SUPPLIED RECORDS
* * * * * * *

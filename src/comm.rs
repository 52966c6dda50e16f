//! Process groups and the collective operations used during assembly.
//!
//! Every member of a group must call the same collectives in the same order. A collective
//! blocks until all members have entered it.
use parking_lot::Mutex;
use std::any::Any;
use std::fmt;
use std::sync::{Arc, Barrier};

/// A group of cooperating processes, each owning a part of the rows of a distributed matrix.
pub trait ProcessGroup: Send + Sync {
    fn rank(&self) -> usize;

    fn size(&self) -> usize;

    fn barrier(&self);

    /// Logical-or reduction of `flag` over all members.
    fn any(&self, flag: bool) -> bool;

    /// All-to-all exchange.
    ///
    /// `outgoing[r]` is delivered to member `r`. The returned vector holds, at index `r`, the
    /// items sent by member `r` to this member.
    fn exchange<X: Send + 'static>(&self, outgoing: Vec<Vec<X>>) -> Vec<Vec<X>>;
}

/// The trivial group consisting of a single process.
#[derive(Debug, Clone, Copy, Default)]
pub struct SerialGroup;

impl ProcessGroup for SerialGroup {
    fn rank(&self) -> usize {
        0
    }

    fn size(&self) -> usize {
        1
    }

    fn barrier(&self) {}

    fn any(&self, flag: bool) -> bool {
        flag
    }

    fn exchange<X: Send + 'static>(&self, outgoing: Vec<Vec<X>>) -> Vec<Vec<X>> {
        assert_eq!(outgoing.len(), 1, "Serial group exchanges with exactly one member");
        outgoing
    }
}

struct Shared {
    size: usize,
    barrier: Barrier,
    // slots[from * size + to]
    slots: Mutex<Vec<Option<Box<dyn Any + Send>>>>,
    flags: Mutex<Vec<bool>>,
}

/// An in-process group whose members are threads.
///
/// Each member holds its own handle, created together with [`ThreadGroup::create`]. The handles
/// are typically moved into the threads of a `std::thread::scope`.
#[derive(Clone)]
pub struct ThreadGroup {
    rank: usize,
    shared: Arc<Shared>,
}

impl fmt::Debug for ThreadGroup {
    fn fmt(&self, f: &mut fmt::Formatter<'_>) -> fmt::Result {
        f.debug_struct("ThreadGroup")
            .field("rank", &self.rank)
            .field("size", &self.shared.size)
            .finish()
    }
}

impl ThreadGroup {
    /// Creates the handles of a group with `size` members, ordered by rank.
    pub fn create(size: usize) -> Vec<ThreadGroup> {
        assert!(size > 0, "A process group needs at least one member");
        let shared = Arc::new(Shared {
            size,
            barrier: Barrier::new(size),
            slots: Mutex::new((0..size * size).map(|_| None).collect()),
            flags: Mutex::new(vec![false; size]),
        });
        (0..size)
            .map(|rank| ThreadGroup {
                rank,
                shared: Arc::clone(&shared),
            })
            .collect()
    }
}

impl ProcessGroup for ThreadGroup {
    fn rank(&self) -> usize {
        self.rank
    }

    fn size(&self) -> usize {
        self.shared.size
    }

    fn barrier(&self) {
        self.shared.barrier.wait();
    }

    fn any(&self, flag: bool) -> bool {
        self.shared.flags.lock()[self.rank] = flag;
        self.barrier();
        let result = self.shared.flags.lock().iter().any(|&f| f);
        // Nobody may overwrite a flag before everyone has read them
        self.barrier();
        result
    }

    fn exchange<X: Send + 'static>(&self, outgoing: Vec<Vec<X>>) -> Vec<Vec<X>> {
        let size = self.size();
        assert_eq!(outgoing.len(), size, "Exchange needs one outgoing buffer per member");
        {
            let mut slots = self.shared.slots.lock();
            for (to, items) in outgoing.into_iter().enumerate() {
                slots[self.rank * size + to] = Some(Box::new(items));
            }
        }
        self.barrier();
        let incoming = {
            let mut slots = self.shared.slots.lock();
            (0..size)
                .map(|from| {
                    slots[from * size + self.rank]
                        .take()
                        .and_then(|boxed| boxed.downcast::<Vec<X>>().ok())
                        .map(|items| *items)
                        .expect("All members must exchange items of the same type")
                })
                .collect()
        };
        self.barrier();
        incoming
    }
}
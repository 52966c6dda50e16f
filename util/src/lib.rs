use nalgebra::{DMatrix, Matrix2};

/// Poor man's approx assertion for matrices
#[macro_export]
macro_rules! assert_approx_matrix_eq {
    ($x:expr, $y:expr, abstol = $tol:expr) => {{
        let diff = $x - $y;

        let max_absdiff = diff.abs().max();
        let approx_eq = max_absdiff <= $tol;

        if !approx_eq {
            println!("abstol: {:e}", $tol);
            println!("left: {}", $x);
            println!("right: {}", $y);
            println!("diff: {:e}", diff);
        }
        assert!(approx_eq);
    }};
}

/// Connectivity of a chain of two-node elements `[i, i + 1]`.
pub fn line_connectivity(num_elements: usize) -> Vec<Vec<usize>> {
    (0..num_elements).map(|i| vec![i, i + 1]).collect()
}

/// Connectivity of a structured grid of four-node quadrilaterals over
/// `(cells_x + 1) * (cells_y + 1)` nodes, numbered row by row.
pub fn quad_grid_connectivity(cells_x: usize, cells_y: usize) -> Vec<Vec<usize>> {
    let stride = cells_x + 1;
    let mut connectivity = Vec::with_capacity(cells_x * cells_y);
    for j in 0..cells_y {
        for i in 0..cells_x {
            let v0 = j * stride + i;
            connectivity.push(vec![v0, v0 + 1, v0 + stride + 1, v0 + stride]);
        }
    }
    connectivity
}

/// Stiffness matrix of a single spring with the given stiffness.
pub fn spring_matrix(stiffness: f64) -> Matrix2<f64> {
    Matrix2::new(stiffness, -stiffness, -stiffness, stiffness)
}

/// The dense matrix obtained by assembling unit springs along a line of `num_nodes` nodes.
pub fn dense_spring_chain(num_nodes: usize) -> DMatrix<f64> {
    let mut matrix = DMatrix::zeros(num_nodes, num_nodes);
    for i in 0..num_nodes.saturating_sub(1) {
        let block = spring_matrix(1.0);
        for a in 0..2 {
            for b in 0..2 {
                matrix[(i + a, i + b)] += block[(a, b)];
            }
        }
    }
    matrix
}

/// Prefix sum of `counts`, starting from `x0`. Yields one more item than `counts`.
pub fn prefix_sum(counts: impl IntoIterator<Item = usize>, x0: usize) -> impl Iterator<Item = usize> {
    std::iter::once(x0).chain(counts.into_iter().scan(x0, |sum, x| {
        *sum += x;
        Some(*sum)
    }))
}
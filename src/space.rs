//! Mesh topology and function spaces consumed by the assembly.
//!
//! The traits in this module describe what assembly needs from a mesh and from the function
//! spaces defined on it. [`ElementMesh`] and [`NodalFunctionSpace`] are straightforward
//! implementations for meshes whose every node carries the same number of dofs.
use crate::partition::Partition;
use nalgebra::Scalar;

mod mesh;
mod nodal;

pub use mesh::*;
pub use nodal::*;

/// Element/node incidence of a mesh.
pub trait Topology {
    fn num_elements(&self) -> usize;

    fn num_nodes(&self) -> usize;

    fn element_node_count(&self, element_index: usize) -> usize;

    fn populate_element_nodes(&self, output: &mut [usize], element_index: usize);

    /// The elements incident to the given node.
    fn node_elements(&self, node_index: usize) -> &[usize];

    /// The member of the process group that evaluates the given element.
    fn element_owner(&self, element_index: usize) -> usize;
}

/// A function space mapping the nodes of a mesh to global equation numbers.
pub trait FunctionSpace<T: Scalar> {
    fn topology(&self) -> &dyn Topology;

    fn dofs_per_node(&self) -> usize;

    /// The global equation number of the given dof of the given node.
    fn equation_number(&self, node_index: usize, dof: usize) -> usize;

    /// The total number of equations across all members of the process group.
    fn num_equations(&self) -> usize;

    /// Ownership of equation numbers.
    fn partition(&self) -> &Partition;

    /// The prescribed value of a constrained equation, or `None` if it is free.
    fn constraint(&self, equation: usize) -> Option<T>;

    /// Writes the local-to-global equation map of an element into `output`.
    ///
    /// Equations are interleaved per node: `[n0 d0, n0 d1, ..., n1 d0, ...]`.
    fn populate_element_equations(&self, output: &mut Vec<usize>, element_index: usize) {
        let topology = self.topology();
        let node_count = topology.element_node_count(element_index);
        let dofs = self.dofs_per_node();
        let mut nodes = vec![0; node_count];
        topology.populate_element_nodes(&mut nodes, element_index);

        output.clear();
        for node in nodes {
            for dof in 0..dofs {
                output.push(self.equation_number(node, dof));
            }
        }
    }

    /// The number of equations in the element's equation map.
    fn element_equation_count(&self, element_index: usize) -> usize {
        self.dofs_per_node() * self.topology().element_node_count(element_index)
    }
}
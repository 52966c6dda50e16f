//! The distributed linear algebra storage that assembly writes into.
//!
//! [`DistributedMatrix`] and [`DistributedVector`] describe the small set of primitives needed
//! by assembly and boundary correction. Off-process contributions are buffered until the
//! collective `finalize`, which every member of the process group must call.
//!
//! [`CsrBackend`] and [`StashedVector`] implement these primitives on top of `nalgebra-sparse`
//! and `nalgebra`, with off-process entries routed through a [`ProcessGroup`](crate::comm::ProcessGroup).
use crate::sparsity::NonZeroStructure;
use nalgebra::{DMatrixView, Scalar};
use std::ops::Range;

mod csr;
mod vector;

pub use csr::*;
pub use vector::*;

/// A distributed sparse matrix, of which this member owns a contiguous block of rows.
pub trait DistributedMatrix<T: Scalar> {
    /// Allocates storage for exactly the given nonzero structure, discarding previous values.
    fn preallocate(&mut self, structure: &NonZeroStructure) -> eyre::Result<()>;

    /// The global rows owned by this member.
    fn row_range(&self) -> Range<usize>;

    fn num_global_columns(&self) -> usize;

    /// Sets all stored values to zero, keeping the structure.
    fn zero_entries(&mut self);

    /// Adds `values[(i, j)]` to the global entry `(rows[i], cols[j])`.
    ///
    /// Entries in rows owned by other members are buffered until [`finalize`](Self::finalize).
    /// Adding to an entry outside of the preallocated structure is an error.
    fn add_values(&mut self, rows: &[usize], cols: &[usize], values: DMatrixView<T>) -> eyre::Result<()>;

    /// Collective: delivers buffered entries to their owners.
    ///
    /// If any member fails, every member returns an error.
    fn finalize(&mut self) -> eyre::Result<()>;

    /// Zeros the given owned rows, optionally setting their diagonal entry.
    fn zero_rows(&mut self, rows: &[usize], diagonal: Option<T>) -> eyre::Result<()>;

    /// Sets the diagonal entry of the given owned rows.
    fn set_diagonal(&mut self, rows: &[usize], value: T) -> eyre::Result<()>;

    /// Visits the stored entries of an owned row as `(global column, value)`.
    fn for_each_row_entry_mut(&mut self, row: usize, f: &mut dyn FnMut(usize, &mut T));

    /// The stored value at an owned `(row, col)`, or `None` if it is not stored here.
    fn get(&self, row: usize, col: usize) -> Option<T>;
}

/// A distributed vector, of which this member owns a contiguous block of entries.
pub trait DistributedVector<T: Scalar> {
    fn range(&self) -> Range<usize>;

    /// Adds `value` to the global entry `index`, buffering it if owned by another member.
    fn add_value(&mut self, index: usize, value: T);

    /// Overwrites the global entry `index`, buffering it if owned by another member.
    fn set_value(&mut self, index: usize, value: T);

    /// Collective: delivers buffered entries to their owners.
    fn finalize(&mut self) -> eyre::Result<()>;

    /// The value of an owned entry.
    fn get(&self, index: usize) -> Option<T>;
}
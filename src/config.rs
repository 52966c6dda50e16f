use serde::{Deserialize, Serialize};

/// Settings of a [`StiffnessMatrix`](crate::stiffness::StiffnessMatrix).
///
/// Missing fields take their default values when deserialized.
#[derive(Debug, Clone, PartialEq, Eq, Serialize, Deserialize)]
#[serde(default)]
pub struct StiffnessMatrixConfig {
    pub name: String,
    /// Reassemble on every call, using the current solution.
    pub is_nonlinear: bool,
    /// Accept rows without incident elements and assembly without any terms.
    pub allow_zero_element_contributions: bool,
    /// Evaluate element blocks on the rayon thread pool.
    pub parallel_element_loop: bool,
    /// Log every element block at debug level.
    pub print_element_blocks: bool,
}

impl Default for StiffnessMatrixConfig {
    fn default() -> Self {
        Self {
            name: "stiffness".to_string(),
            is_nonlinear: false,
            allow_zero_element_contributions: false,
            parallel_element_loop: false,
            print_element_blocks: false,
        }
    }
}

impl StiffnessMatrixConfig {
    pub fn named(name: impl Into<String>) -> Self {
        Self {
            name: name.into(),
            ..Self::default()
        }
    }

    pub fn nonlinear(self, is_nonlinear: bool) -> Self {
        Self { is_nonlinear, ..self }
    }

    pub fn allow_zero_element_contributions(self, allow: bool) -> Self {
        Self {
            allow_zero_element_contributions: allow,
            ..self
        }
    }

    pub fn parallel_element_loop(self, parallel: bool) -> Self {
        Self {
            parallel_element_loop: parallel,
            ..self
        }
    }

    pub fn print_element_blocks(self, print: bool) -> Self {
        Self {
            print_element_blocks: print,
            ..self
        }
    }
}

* * * * * * *

EXERCISE GOAL
Where a line above holds the string "eyre", show that line.

RESULT
    fn preallocate(&mut self, structure: &NonZeroStructure) -> eyre::Result<()>;
    fn add_values(&mut self, rows: &[usize], cols: &[usize], values: DMatrixView<T>) -> eyre::Result<()>;
    fn finalize(&mut self) -> eyre::Result<()>;
    fn zero_rows(&mut self, rows: &[usize], diagonal: Option<T>) -> eyre::Result<()>;
    fn set_diagonal(&mut self, rows: &[usize], value: T) -> eyre::Result<()>;
    fn finalize(&mut self) -> eyre::Result<()>;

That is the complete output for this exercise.